At this year’s German Studies Association Conference from Sept. 30-Oct. 3, 2021, Indianapolis, IN, the Third Generation Network in collaboration with the Black German Diaspora Network, Socialism Network, and Third Generation Ost organizes four panels. This panel series seeks to examine different critical perspectives of East German experiences that do not center white East Germans. The panels ask several questions: how do non-white East Germans challenge and/or affirm East German historical narratives? How do East German Jewish narratives complicate history? In what ways do historical actors perform and/or embody East German identity? What types of activism and self-preservation happened in the GDR and post-socialist East Germany among minoritized communities? What forms of culture and politics helped minoritized communities carve out spaces for themselves in the GDR? How did discourses and practices of race, discrimination, and solidarity politics contribute to contemporary understandings and misunderstandings of racism in former East Germany? By rendering diverse minoritized communities visible, our panels hope to showcase works that decenter whiteness and value intersectionality in East Germany.
Minoritized Voices: Decolonizing the East German Experience (1): Minoritized Communities
Commentator: Patrice Poutrus, Moderator: Katrin Bahr
- Paulino Miguel: The quest for identity – Exemplified on Mozambican youth in the former GDR
- Nhi Le: Vietnamese Communities in Eastern Germany and their representation in the German Media
- Angelika Kim: Challenging historical narratives on the migration, whiteness, integration, and assimilation of the Spätaussiedler minority group or so-called „Russlanddeutsche“ in Eastern Germany
This panel examines the perspectives of contract workers from Mozambique and Vietnam and the so-called Russlanddeutsche through a personal lens but also media representation. The panel asks for forms of culture and politics that helped minoritized communities carve out spaces for themselves in the GDR. How did discourses and practices of race, discrimination, and solidarity politics contribute to the understanding of the respective community?
Minoritized Voices: Decolonizing the East German Experience (2): Black Radical Historiography & Internationalism
Commentator: Jamele Watkins, Moderator: Xan Holt
- Doreen Mende: The Missed Seminar: Worldmaking After Internationalism
- Anna Duensing: “Like a Smile Which Dies on the Lips”: Black Radical Exile and the Limits of East German Solidarity
- Katharine White: The Historian’s Gaze: East German Anti-Imperialist Archetypes and their (Mis)Representation
This panel examines aspects of the GDR’s internationalism and solidarity while focusing on prominent actors such as Angela Davis, Luis Corvalan, Oliver Harrington, and the friends Eslanda “Essie” Goode Robeson and German-Jewish philosopher Franz Loeser. The papers will show one the one hand how actors navigated their space in the GDR and the intersection of race, gender, politics, and technology, and on the other hand how historians defined those intersections by defining whose histories are written.
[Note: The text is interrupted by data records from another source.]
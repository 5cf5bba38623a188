//! Removal semantics: committed removals invalidate the id, double
//! removes and mistyped lookups are misuse.

use umbral::{Handle, Store, UmbralError};

#[test]
fn removal_invalidates_the_id() {
    let dir = tempfile::tempdir().expect("tempdir");
    let path = dir.path().join("store.umbral");

    {
        let store = Store::create(&path, 1 << 16).expect("create");

        let mut t1 = store.begin();
        let obj = store.construct(&mut t1, 14i32).unwrap();
        assert_eq!(obj.id(), 0);
        assert!(t1.commit());

        let mut t2 = store.begin();
        let obj: Handle<i32> = store.lookup(&t2, 0).unwrap();
        obj.remove(&mut t2).unwrap();
        assert!(matches!(obj.read(&t2), Err(UmbralError::Removed)));
        assert_eq!(store.object_count(&t2), 0);
        assert!(t2.commit());

        let t3 = store.begin();
        assert!(matches!(
            store.lookup::<i32>(&t3, 0),
            Err(UmbralError::NotFound(_))
        ));
        assert_eq!(store.object_count(&t3), 0);
    }

    // The removal survives a reopen.
    let store = Store::open(&path).expect("reopen");
    let tx = store.begin();
    assert!(store.lookup::<i32>(&tx, 0).is_err());
    assert_eq!(store.object_count(&tx), 0);
}

#[test]
fn removal_rolls_back_with_the_transaction() {
    let dir = tempfile::tempdir().expect("tempdir");
    let path = dir.path().join("store.umbral");
    let store = Store::create(&path, 1 << 16).expect("create");

    let mut tx = store.begin();
    let obj = store.construct(&mut tx, 5i32).unwrap();
    assert!(tx.commit());

    {
        let mut tx = store.begin();
        obj.remove(&mut tx).unwrap();
        assert_eq!(store.object_count(&tx), 0);
        // Dropped without commit.
    }

    let tx = store.begin();
    assert_eq!(store.object_count(&tx), 1);
    assert_eq!(store.lookup::<i32>(&tx, obj.id()).unwrap().read(&tx).unwrap(), 5);
}

#[test]
fn double_remove_is_misuse() {
    let dir = tempfile::tempdir().expect("tempdir");
    let store = Store::create(dir.path().join("store.umbral"), 1 << 16).expect("create");

    let mut tx = store.begin();
    let obj = store.construct(&mut tx, 1i32).unwrap();
    assert!(tx.commit());

    let mut tx = store.begin();
    obj.remove(&mut tx).unwrap();
    assert!(matches!(obj.remove(&mut tx), Err(UmbralError::Removed)));
}

#[test]
fn mistyped_lookup_is_misuse() {
    let dir = tempfile::tempdir().expect("tempdir");
    let store = Store::create(dir.path().join("store.umbral"), 1 << 16).expect("create");

    let mut tx = store.begin();
    let obj = store.construct(&mut tx, 1i32).unwrap();
    assert!(tx.commit());

    let tx = store.begin();
    assert!(matches!(
        store.lookup::<i64>(&tx, obj.id()),
        Err(UmbralError::WrongType)
    ));
    assert!(matches!(
        store.lookup::<i32>(&tx, 42),
        Err(UmbralError::NotFound(_))
    ));
}
//! The persistent object directory and its manager.
//!
//! The manager is itself a versioned participant: its value is the
//! directory mapping dense object ids to on-disk offsets and cached live
//! handles. Children always enter the sandbox chain before the manager, so
//! by the time the manager serializes its directory during setup, every
//! child has staged its own bytes and recorded the fresh offset here.

use std::any::Any;
use std::sync::{Arc, OnceLock, Weak};

use parking_lot::Mutex;
use tracing::{error, warn};

use crate::epoch::{Engine, Epoch};
use crate::error::{Result, UmbralError};
use crate::object::{Participant, Token, TokenKind};
use crate::sandbox::{LocalSlot, ObjKey};
use crate::store::arena::Arena;
use crate::store::pvo::AnyPvo;
use crate::store::StoreInner;
use crate::table::{TableCell, VersionTable};
use crate::transaction::Transaction;

/// Dense per-manager object identifier: an index into the directory.
pub type ObjectId = u64;

/// Serialized sentinel for "no bytes on disk".
const OFFSET_NONE: u64 = u64::MAX;

/// Directory format version understood by this build.
const DIRECTORY_VERSION: u64 = 0;

/// A reconstituted or freshly constructed object cached in the directory.
pub(crate) type LiveObject = Arc<dyn AnyPvo>;

/// One directory slot: the offset of the object's serialized bytes (if it
/// has ever been committed) and the lazily attached in-memory handle. The
/// handle cell is shared between directory versions of the same lineage so
/// an attach made through an old snapshot is visible everywhere.
#[derive(Clone, Default)]
pub(crate) struct PvoEntry {
    pub offset: Option<u64>,
    pub live: Arc<OnceLock<LiveObject>>,
}

impl PvoEntry {
    pub fn with_live(live: LiveObject) -> Self {
        let entry = PvoEntry::default();
        let _ = entry.live.set(live);
        entry
    }

    pub fn vacant() -> Self {
        PvoEntry::default()
    }

    pub fn is_vacant(&self) -> bool {
        self.offset.is_none() && self.live.get().is_none()
    }
}

/// The manager's value type: the addressable-objects table at one version.
#[derive(Clone, Default)]
pub(crate) struct Directory {
    pub entries: Vec<PvoEntry>,
    pub object_count: u64,
}

impl Directory {
    /// Writes `{version, length, object_count, offsets[]}` as little-endian
    /// u64 words; deleted slots serialize as [`OFFSET_NONE`].
    pub fn serialize(&self, arena: &Arena) -> Result<u64> {
        let mut buf = Vec::with_capacity((self.entries.len() + 3) * 8);
        buf.extend_from_slice(&DIRECTORY_VERSION.to_le_bytes());
        buf.extend_from_slice(&(self.entries.len() as u64).to_le_bytes());
        buf.extend_from_slice(&self.object_count.to_le_bytes());
        for entry in &self.entries {
            buf.extend_from_slice(&entry.offset.unwrap_or(OFFSET_NONE).to_le_bytes());
        }
        let offset = arena.allocate_aligned(buf.len() as u64, 8)?;
        arena.write(offset, &buf)?;
        Ok(offset)
    }

    pub fn reconstitute(arena: &Arena, offset: u64) -> Result<Directory> {
        let header = arena.read(offset, 24)?;
        let word = |i: usize| {
            u64::from_le_bytes(header[i * 8..(i + 1) * 8].try_into().expect("fixed range"))
        };
        let version = word(0);
        if version != DIRECTORY_VERSION {
            return Err(UmbralError::UnsupportedVersion(version));
        }
        let length = word(1);
        let object_count = word(2);
        if object_count > length {
            return Err(UmbralError::Corruption(
                "directory counts more objects than slots".into(),
            ));
        }
        let body = arena.read(offset + 24, (length * 8) as usize)?;
        let entries = body
            .chunks_exact(8)
            .map(|chunk| {
                let offset = u64::from_le_bytes(chunk.try_into().expect("chunked read"));
                PvoEntry {
                    offset: (offset != OFFSET_NONE).then_some(offset),
                    live: Arc::new(OnceLock::new()),
                }
            })
            .collect();
        Ok(Directory {
            entries,
            object_count,
        })
    }

    pub fn deallocate(arena: &Arena, offset: u64) -> Result<()> {
        let header = arena.read(offset, 16)?;
        let version = u64::from_le_bytes(header[0..8].try_into().expect("fixed range"));
        if version != DIRECTORY_VERSION {
            return Err(UmbralError::UnsupportedVersion(version));
        }
        let length = u64::from_le_bytes(header[8..16].try_into().expect("fixed range"));
        arena.deallocate(offset, (length + 3) * 8)
    }
}

/// Directory of addressable objects; the root participant of a store.
pub(crate) struct PvoManager {
    engine: Engine,
    store: Weak<StoreInner>,
    cell: TableCell<Directory>,
    /// Offsets produced by children during the current commit's setup
    /// walk, folded into the directory when the manager itself stages.
    /// Commits are serialized, so this belongs to at most one transaction.
    pending: Mutex<Vec<(ObjectId, u64)>>,
    /// The manager enrolls itself in sandboxes, which hold participants by
    /// Arc; this is the handle it enrolls.
    weak_self: Weak<PvoManager>,
}

impl PvoManager {
    pub fn new(engine: Engine, store: Weak<StoreInner>, directory: Directory) -> Arc<Self> {
        Arc::new_cyclic(|weak_self| PvoManager {
            engine,
            store,
            cell: TableCell::new(VersionTable::initial(directory)),
            pending: Mutex::new(Vec::new()),
            weak_self: weak_self.clone(),
        })
    }

    fn key(&self) -> ObjKey {
        ObjKey::of_obj(self)
    }

    fn as_participant(&self) -> Arc<dyn Participant> {
        self.weak_self.upgrade().expect("manager is always arc-owned")
    }

    /// Marks the manager mutated in `tx`, materializing a private copy of
    /// the directory on first use. Anything that will change the directory
    /// at commit (construct, mutate, remove) goes through here first, so
    /// the manager is already in the chain when its children splice in
    /// front of it.
    pub fn ensure_local(&self, tx: &mut Transaction) -> Result<()> {
        match tx.sandbox().slot(self.key()) {
            Some(LocalSlot::Value(_)) => Ok(()),
            Some(LocalSlot::Removed) => {
                error!("the root directory cannot be removed");
                panic!("removal staged for the root directory");
            }
            _ => {
                let directory = self.cell.load().value_at_epoch(tx.epoch()).clone();
                let obj = self.as_participant();
                tx.sandbox_mut().set_local_value(&obj, Some(Box::new(directory)));
                Ok(())
            }
        }
    }

    pub fn local_dir<'t>(&self, tx: &'t Transaction) -> Option<&'t Directory> {
        tx.sandbox().value_ref::<Directory>(self.key())
    }

    pub fn local_dir_mut<'t>(&self, tx: &'t mut Transaction) -> Option<&'t mut Directory> {
        tx.sandbox_mut().value_mut::<Directory>(self.key())
    }

    /// The directory slot visible to `tx`, preferring its sandboxed copy.
    pub fn entry_at(&self, tx: &Transaction, id: ObjectId) -> Option<PvoEntry> {
        if let Some(dir) = self.local_dir(tx) {
            return dir.entries.get(id as usize).cloned();
        }
        self.cell
            .load()
            .value_at_epoch(tx.epoch())
            .entries
            .get(id as usize)
            .cloned()
    }

    /// Number of live objects visible to `tx`.
    pub fn object_count_at(&self, tx: &Transaction) -> u64 {
        if let Some(dir) = self.local_dir(tx) {
            return dir.object_count;
        }
        self.cell.load().value_at_epoch(tx.epoch()).object_count
    }

    /// Offset recorded in the committed directory at `epoch`.
    pub fn committed_offset(&self, id: ObjectId, epoch: Epoch) -> Option<u64> {
        self.cell
            .load()
            .value_at_epoch(epoch)
            .entries
            .get(id as usize)
            .and_then(|e| e.offset)
    }

    /// Swaps the persistent version recorded for `id`: the fresh offset a
    /// child's setup just serialized replaces the one the directory held
    /// at `old_epoch`, which is returned for deferred reclamation. The
    /// swap lands in the directory when the manager itself stages.
    pub fn set_persistent_version(
        &self,
        id: ObjectId,
        offset: u64,
        old_epoch: Epoch,
    ) -> Option<u64> {
        self.pending.lock().push((id, offset));
        self.committed_offset(id, old_epoch)
    }

    /// Called by a child's rollback; its staged offset must not survive
    /// into a later commit.
    pub fn unrecord_offset(&self, id: ObjectId) {
        self.pending.lock().retain(|(other, _)| *other != id);
    }

    /// Clears the slot for a removed object in `tx`'s directory copy.
    pub fn vacate(&self, tx: &mut Transaction, id: ObjectId) -> Result<()> {
        let dir = self
            .local_dir_mut(tx)
            .expect("ensure_local precedes vacate");
        let entry = dir
            .entries
            .get_mut(id as usize)
            .ok_or(UmbralError::NotFound("object"))?;
        if entry.is_vacant() {
            return Err(UmbralError::NotFound("object"));
        }
        *entry = PvoEntry::vacant();
        dir.object_count -= 1;
        Ok(())
    }
}

impl Participant for PvoManager {
    fn parent(&self) -> Option<Arc<dyn Participant>> {
        None
    }

    fn check(&self, old_epoch: Epoch, _new_epoch: Epoch, _staged: Option<&(dyn Any + Send)>) -> bool {
        !self.cell.updated_since(old_epoch)
    }

    fn setup(
        &self,
        old_epoch: Epoch,
        new_epoch: Epoch,
        staged: Option<&(dyn Any + Send)>,
    ) -> Option<Token> {
        debug_assert_eq!(
            new_epoch,
            self.engine.current_epoch() + 1,
            "epochs out of order"
        );
        let store = match self.store.upgrade() {
            Some(store) => store,
            None => {
                error!("store closed while a commit was in flight");
                return None;
            }
        };
        let staged = match staged.and_then(|v| v.downcast_ref::<Directory>()) {
            Some(dir) => dir,
            None => {
                error!("manager staged something other than a directory");
                panic!("staged value has an unexpected type");
            }
        };
        let mut directory = staged.clone();
        for (id, offset) in self.pending.lock().drain(..) {
            match directory.entries.get_mut(id as usize) {
                Some(entry) => entry.offset = Some(offset),
                None => {
                    error!(id, "pending offset for an unknown directory slot");
                    panic!("pending offset for an unknown directory slot");
                }
            }
        }
        let new_offset = match directory.serialize(&store.arena) {
            Ok(offset) => offset,
            Err(err) => {
                warn!(%err, "directory serialization failed; aborting commit");
                return None;
            }
        };
        if !self
            .cell
            .stage(&self.engine, old_epoch, new_epoch, directory)
        {
            if let Err(err) = Directory::deallocate(&store.arena, new_offset) {
                warn!(%err, "could not reclaim a conflicted directory");
            }
            return None;
        }
        Some(Token(TokenKind::Directory { new_offset }))
    }

    fn commit(self: Arc<Self>, _new_epoch: Epoch, token: Token) {
        let TokenKind::Directory { new_offset } = token.0 else {
            error!("manager commit consumed a foreign token");
            panic!("unexpected token kind at commit");
        };
        let valid_from = self.cell.load().cleanup_lower_bound();
        let engine = self.engine.clone();
        let store = self.store.clone();
        engine.register_cleanup(self.clone(), valid_from);
        match self.store.upgrade() {
            Some(live) => {
                let old_root = live.arena.root_offset();
                live.arena.set_root_offset(new_offset);
                engine.defer(Box::new(move || {
                    if let Some(live) = store.upgrade() {
                        if let Err(err) = Directory::deallocate(&live.arena, old_root) {
                            warn!(%err, old_root, "deferred directory reclamation failed");
                        }
                    }
                }));
            }
            None => error!("store closed while a commit was in flight"),
        }
    }

    fn rollback(&self, _new_epoch: Epoch, _staged: Option<&(dyn Any + Send)>, token: Token) {
        let TokenKind::Directory { new_offset } = token.0 else {
            error!("manager rollback consumed a foreign token");
            panic!("unexpected token kind at rollback");
        };
        self.cell.unstage(&self.engine);
        if let Some(store) = self.store.upgrade() {
            // Never published as root; reclaim inline.
            if let Err(err) = Directory::deallocate(&store.arena, new_offset) {
                warn!(%err, "could not reclaim a rolled-back directory");
            }
        }
    }

    fn cleanup(&self, unused_valid_from: Epoch, trigger_epoch: Epoch) {
        if !self.cell.remove_version(&self.engine, unused_valid_from) {
            error!(
                unused_valid_from,
                trigger_epoch, "directory version to clean up does not exist"
            );
            panic!("cleanup target missing");
        }
    }

    fn rename_epoch(&self, old_valid_from: Epoch, new_valid_from: Epoch) -> Epoch {
        match self.cell.relabel(&self.engine, old_valid_from, new_valid_from) {
            Some(neighbor) => neighbor,
            None => {
                error!(old_valid_from, new_valid_from, "rename target does not exist");
                panic!("rename target missing");
            }
        }
    }
}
Minoritized Voices: Decolonizing the East German Experience (3): Literature & Arts
Commentator: Sara Lennox, Moderator: Katharina Warda
- Joel Kohen: “Communist Jews from the East and the Real Estate Jews from Frankfurt” — Declarations of Jewishness and East-Germanness in Mirna Funk’s Winternähe
- Xan Holt: “Picture This”: Anti-Racist Bildbeschreibung and the GDR in Olivia Wenzel’s 1000 Serpentinen Angst
- Marc Silberman: Boat People and Socialist Solidarity Workers from Vietnam: Thomas Köck’s Play atlas (2019)
This panel examines the experiences of minority groups such as East German Jews, Vietnamese, and Black East Germans in literature and theatre. While two papers look into the question of identity in relation to a West German, discourse dominating, community, a third paper looks at the critique of storytelling by non-white people and their appropriation of Vietnamese stories.
Minoritized Voices: Decolonizing the East German Experience (4): East Germany post-1989
Commentator: Jennifer Allen, Moderator: Obenewaa Oduro-Opuni
- Jeanette Gusko, Kristina Kämpfer, Thomas Prennig, Johanna Wetzel and Abini Zöllner: “Volkseigener Rassismus”: Perspectives on Racism in the former GDR and East Germany
- Katharina Warda: Dunkeldeutschland. Writing history from its margins
- Lydia Lierke: Searching for Narratives- (P)ost-migrant memories about missing parts and GDR migration history
This panel examines cultural discourses after German reunification in 1989/90 in East Germany. One of the papers interprets empirical data on the rise of racist and right-wing extremist violence in the former GDR and East Germany. The other two explore marginalized narratives concerning race, class, gender, and the legacy of children of former GDR guest workers left behind in Germany after they were forced by new legislation to return to their countries of origin.